It takes significant confidence for Dr Duane Sands, Chairman of the Free National Movement (FNM), to address the Bahamian people and raise concerns about a “credibility crisis.” In his recent critique of Prime Minister Philip Brave Davis over the Grand Lucayan sale, Sands drew on Grand Bahamians’ frustrations to suggest that “nobody believes anything this Prime Minister says anymore.”
While the delays surrounding the Grand Lucayan are a legitimate matter of public concern, the messenger in this instance is so deeply compromised by his own history of “bad judgment” and “breach of protocol” that his words don’t just ring hollow—they vibrate with hypocrisy. Before Dr Sands attempts to diagnose the government with a credibility ailment, he would do well to check his own political pulse.
A Pattern of “Protocols” and Preferences
To understand the disingenuous nature of Sands’ current outrage, one must look at the trail of wreckage he left behind as a Cabinet Minister. The Bahamian public has not forgotten the “Magic Touch” scandal. During the Frank Smith trial, Sands himself confessed to deviating from normal procedures to award a nearly $2 million contract to a cleaning company without board approval. The fact that the owner of that company was a campaign contributor isn’t just a “procedural hiccup”; it is the very definition of the cronyism that undermines the bedrock of our democracy.
When a leader demonstrates a willingness to bypass the rules for personal or political allies, they forfeit the moral high ground needed to critique others’ transparency.

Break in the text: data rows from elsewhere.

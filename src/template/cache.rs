//! Template cache - parse once per component type, instantiate many times.
//!
//! Maps a [`TemplateId`] to its parsed [`Template`]: the DOM fragment built
//! from the view's skeleton plus the ordered Part list. Entries are created at
//! most once and never change afterwards. Instances clone the fragment; the
//! cached fragment itself never enters the document.

use std::cell::RefCell;
use std::collections::HashMap;
use std::rc::Rc;

use super::markup::TemplateResult;
use super::part::Part;
use crate::dom::{Document, NodeId};
use crate::error::Result;
use crate::types::TemplateId;

// =============================================================================
// Template
// =============================================================================

/// A parsed template shared by every instance of one component type.
#[derive(Debug)]
pub struct Template {
    tid: TemplateId,
    fragment: NodeId,
    parts: Rc<[Part]>,
}

impl Template {
    pub fn new(tid: TemplateId, fragment: NodeId, parts: impl Into<Rc<[Part]>>) -> Self {
        Self {
            tid,
            fragment,
            parts: parts.into(),
        }
    }

    /// Decompose a view's output into a detached fragment and its Parts.
    pub fn from_result(tid: TemplateId, doc: &Document, result: &TemplateResult) -> Result<Self> {
        let fragment = result.render_fragment(doc)?;
        Ok(Self::new(tid, fragment, result.create_parts()))
    }

    pub fn tid(&self) -> &TemplateId {
        &self.tid
    }

    /// Detached root of the parsed markup. Clone it, never insert it.
    pub fn fragment(&self) -> NodeId {
        self.fragment
    }

    pub fn parts(&self) -> &Rc<[Part]> {
        &self.parts
    }
}

// =============================================================================
// Cache
// =============================================================================

#[derive(Debug, Default)]
struct CacheInner {
    templates: HashMap<TemplateId, Rc<Template>>,
    parses: u64,
}

/// Shared handle to the template registry. Cloning shares the entries.
#[derive(Debug, Clone, Default)]
pub struct TemplateCache {
    inner: Rc<RefCell<CacheInner>>,
}

impl TemplateCache {
    pub fn new() -> Self {
        Self::default()
    }

    /// Return the template for `tid`, calling `parse` only when it is absent.
    ///
    /// The registry is not borrowed while `parse` runs, so a view may
    /// construct nested components of other types. If `parse` itself ends up
    /// registering `tid`, the first entry wins.
    pub fn get_or_create(
        &self,
        tid: &TemplateId,
        parse: impl FnOnce() -> Result<Template>,
    ) -> Result<Rc<Template>> {
        if let Some(template) = self.get(tid) {
            return Ok(template);
        }

        let template = Rc::new(parse()?);
        let mut inner = self.inner.borrow_mut();
        inner.parses += 1;
        let entry = inner
            .templates
            .entry(tid.clone())
            .or_insert_with(|| template);
        tracing::debug!(
            tid = %tid,
            parts = entry.parts().len(),
            "template.parsed"
        );
        Ok(Rc::clone(entry))
    }

    pub fn get(&self, tid: &TemplateId) -> Option<Rc<Template>> {
        self.inner.borrow().templates.get(tid).cloned()
    }

    pub fn contains(&self, tid: &TemplateId) -> bool {
        self.inner.borrow().templates.contains_key(tid)
    }

    pub fn len(&self) -> usize {
        self.inner.borrow().templates.len()
    }

    pub fn is_empty(&self) -> bool {
        self.len() == 0
    }

    /// How many times a parse function has run.
    pub fn parse_count(&self) -> u64 {
        self.inner.borrow().parses
    }
}
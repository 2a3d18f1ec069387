use std::path::PathBuf;

use anyhow::{Context, Result};
use lumapal::palettes::files::write_vh;
use lumapal::palettes::palette::PaletteFormat;

use crate::commands::ConvertArgs;
use crate::common::{output_path, read_palette};

pub(crate) fn convert_to_vh(args: &ConvertArgs, debug: bool) -> Result<PathBuf> {
	let output = output_path(&args.input, args.output.as_ref(), PaletteFormat::Vh)?;
	let palette = read_palette(&args.input, debug)?;

	write_vh(&palette.colors, &output)
		.with_context(|| format!("Couldn't write VH file {}", output.display()))?;

	println!("Successfully converted to VH format: {}", output.display());
	Ok(output)
}
use std::fs;
use std::path::{Path, PathBuf};

use anyhow::{Context, Result};
use colored::Colorize;
use lumapal::palettes::files::read_colors;
use lumapal::palettes::palette::{Palette, PaletteFormat};

/// Returns the explicit output path, or the input path with the target format's extension.
pub(crate) fn output_path(input: &Path, output: Option<&PathBuf>, format: PaletteFormat) -> Result<PathBuf> {
	let output = match output {
		Some(output) => output.clone(),
		None => input.with_extension(format.extension()),
	};

	if output == input || is_same_file(input, &output) {
		anyhow::bail!("Output file {} would overwrite the input file", output.display());
	}

	Ok(output)
}

/// Only an existing output can be the input under another name.
fn is_same_file(input: &Path, output: &Path) -> bool {
	match (fs::canonicalize(input), fs::canonicalize(output)) {
		(Ok(input), Ok(output)) => input == output,
		_ => false,
	}
}

/// Reads the input palette, printing it first if `debug` is set.
pub(crate) fn read_palette(input: &Path, debug: bool) -> Result<Palette> {
	let palette = read_colors(input)
		.with_context(|| format!("Couldn't read palette from {}", input.display()))?;

	if debug {
		print_palette(&palette);
	}

	Ok(palette)
}

pub(crate) fn print_palette(palette: &Palette) {
	println!("{:#^40}", " DEBUG MODE ");

	for (i, row) in palette.rows().enumerate() {
		let swatches = row.iter()
			.map(|c| "  ".on_truecolor(c.r, c.g, c.b).to_string())
			.collect::<String>();
		let codes = row.iter()
			.map(|c| c.to_string())
			.collect::<Vec<String>>()
			.join(" ");

		println!("row {i}: {swatches}");
		println!("       {codes}");
	}
}
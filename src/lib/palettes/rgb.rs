use crate::palettes::palette::{Color, PaletteError};
use crate::palettes::BYTES_PER_COLOR;

/// Packs three channels into a `0xRRGGBB` value. Only the low 8 bits of each channel are used.
pub fn pack(r: u32, g: u32, b: u32) -> u32 {
	((r & 0xFF) << 16) | ((g & 0xFF) << 8) | (b & 0xFF)
}

pub fn unpack(c: u32) -> (u8, u8, u8) {
	(
		((c >> 16) & 0xFF) as u8,
		((c >> 8) & 0xFF) as u8,
		(c & 0xFF) as u8,
	)
}

/// Reads consecutive RGB triples.
pub fn bytes_to_colors(bytes: &[u8]) -> Result<Vec<Color>, PaletteError> {
	if bytes.len() % BYTES_PER_COLOR != 0 {
		return Err(PaletteError::MisalignedByteLength { len: bytes.len() });
	}

	let colors = bytes
		.chunks_exact(BYTES_PER_COLOR)
		.map(|rgb| Color::from(pack(rgb[0] as u32, rgb[1] as u32, rgb[2] as u32)))
		.collect();

	Ok(colors)
}

pub fn colors_to_bytes(colors: &[Color]) -> Vec<u8> {
	let mut bytes = Vec::with_capacity(colors.len() * BYTES_PER_COLOR);
	for &c in colors {
		let (r, g, b) = unpack(c.into());
		bytes.extend_from_slice(&[r, g, b]);
	}
	bytes
}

If Dr Sands believes the Davis administration is being “silent,” what does he call his own decision to bypass official boards to steer millions in taxpayer funds?
The Pandemic Resignation: Crisis of Competence
Perhaps the most damning indictment of Sands’ judgment was his forced resignation in May 2020. At a time when the entire nation was locked down—when Bahamians were trapped abroad, families were separated, and the economy was paralyzed—Dr. Sands saw fit to facilitate a “breach of protocol” for permanent residents entering the country.
This wasn’t just a mistake; it was an elitist betrayal. It sent a clear message: there is one set of rules for the “connected” and another for the common Bahamian. For the man who presided over this staggering display of irresponsibility to now complain about a “credibility crisis” suggests a level of narcissism that borders on the pathological. He didn’t just break a rule; he broke the public trust during the greatest health crisis of our lifetime.
The Grand Lucayan: FNM’s Inherited Failure
Sands’s attempt to pin the Grand Lucayan’s stagnation solely on the current administration is a masterpiece of historical revisionism. Let us be clear: the government owns that “cornerstone property” because the Minnis administration—which Sands served—made the ill-advised decision to purchase a failing resort with $65 million of public money in 2018.
The FNM had years to flip that property. They signed a deal with Royal Caribbean and ITM that languished for nearly two years before being mercifully cancelled. To suggest that the Davis administration is the sole architect of this “crisis” ignores the fact that the FNM handed them a poisoned chalice. Sands is shouting about the fire while holding the matches that his own party used to light it.
The Bamboo Town Facade
Now, we see Dr Sands in Bamboo Town, attempting to pivot his image into that of a “man of the people.” But the persona is transparent. His political trajectory has always been defined by an obsession with living up to the shadow of Hubert Ingraham, chasing a legacy of “toughness” while lacking the fundamental stability to handle the pressure of high office without cutting corners.
The Bahamian people are not as forgetful as Dr Sands hopes. We see the pattern:
- The Magic Touch: Bypassing boards for contributors.
- The COVID Breach: Bypassing border laws for the elite.
- The Lucayan Purchase: Saddling the taxpayer with a $65 million debt.
“A leader who cannot follow his own rules has no right to demand accountability from his successors.”
Conclusion
Dr Duane Sands’ recent comments are not a service to the people of Grand Bahama; they are a desperate attempt at political relevance from a man whose career is a case study in administrative malpractice. If the Davis administration is facing a “credibility crisis,” then Dr Sands is currently in a “credibility bankruptcy.”
Until he can explain why he felt entitled to break lockdown laws or bypass tender boards, his critiques of the Prime Minister are nothing more than “crickets” echoing in an empty glasshouse.